What needs to be done
Look through the lines below and copy each one that includes "exports".
═════ Supplied data ═════
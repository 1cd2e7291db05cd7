//! onecode-core: Plugin subsystem for OneCodePlant
//!
//! Layer2 - 플러그인 레이어
//!
//! # 주요 모듈
//!
//! - `plugin`: 계약, 카탈로그, 레지스트리, 발견/로더, 설치기, 매니저, 번들 플러그인
//!
//! # 사용 예시
//!
//! ```ignore
//! use onecode_core::{PluginCatalog, PluginManager};
//!
//! let manager = PluginManager::from_settings(&config.plugins, Arc::new(PluginCatalog::builtin()))?;
//! let result = manager.install("user/ros-tools", false).await?;
//! println!("Installed {} ({})", result.name, result.source_kind);
//! ```

pub mod plugin;

// Re-exports: Plugin
pub use plugin::{
    // Contract
    handler,
    CommandError,
    CommandHandler,
    CommandMap,
    Plugin,
    PluginInitError,
    PluginMetadata,
    PluginStatus,
    // Catalog / discovery / loading
    Candidate,
    PluginCatalog,
    PluginDiscovery,
    PluginLoader,
    PluginManifest,
    // Registry
    PluginDescriptor,
    PluginRegistry,
    PluginState,
    SourceKind,
    // Installation
    ExternalTool,
    InstallResult,
    InstallerConfig,
    PluginInstaller,
    PluginSource,
    RemoveResult,
    SourceResolver,
    // Manager
    PluginInfo,
    PluginManager,
    // Errors
    DiscoveryError,
    InstallError,
    LoadError,
    RegistryError,
    RemoveError,
    ToolError,
};

// Layer1 re-exports
pub use onecode_foundation::{Error, Result};

/// Layer2 버전
pub const VERSION: &str = env!("CARGO_PKG_VERSION");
═════
Exercise answer
// Re-exports: Plugin
// Layer1 re-exports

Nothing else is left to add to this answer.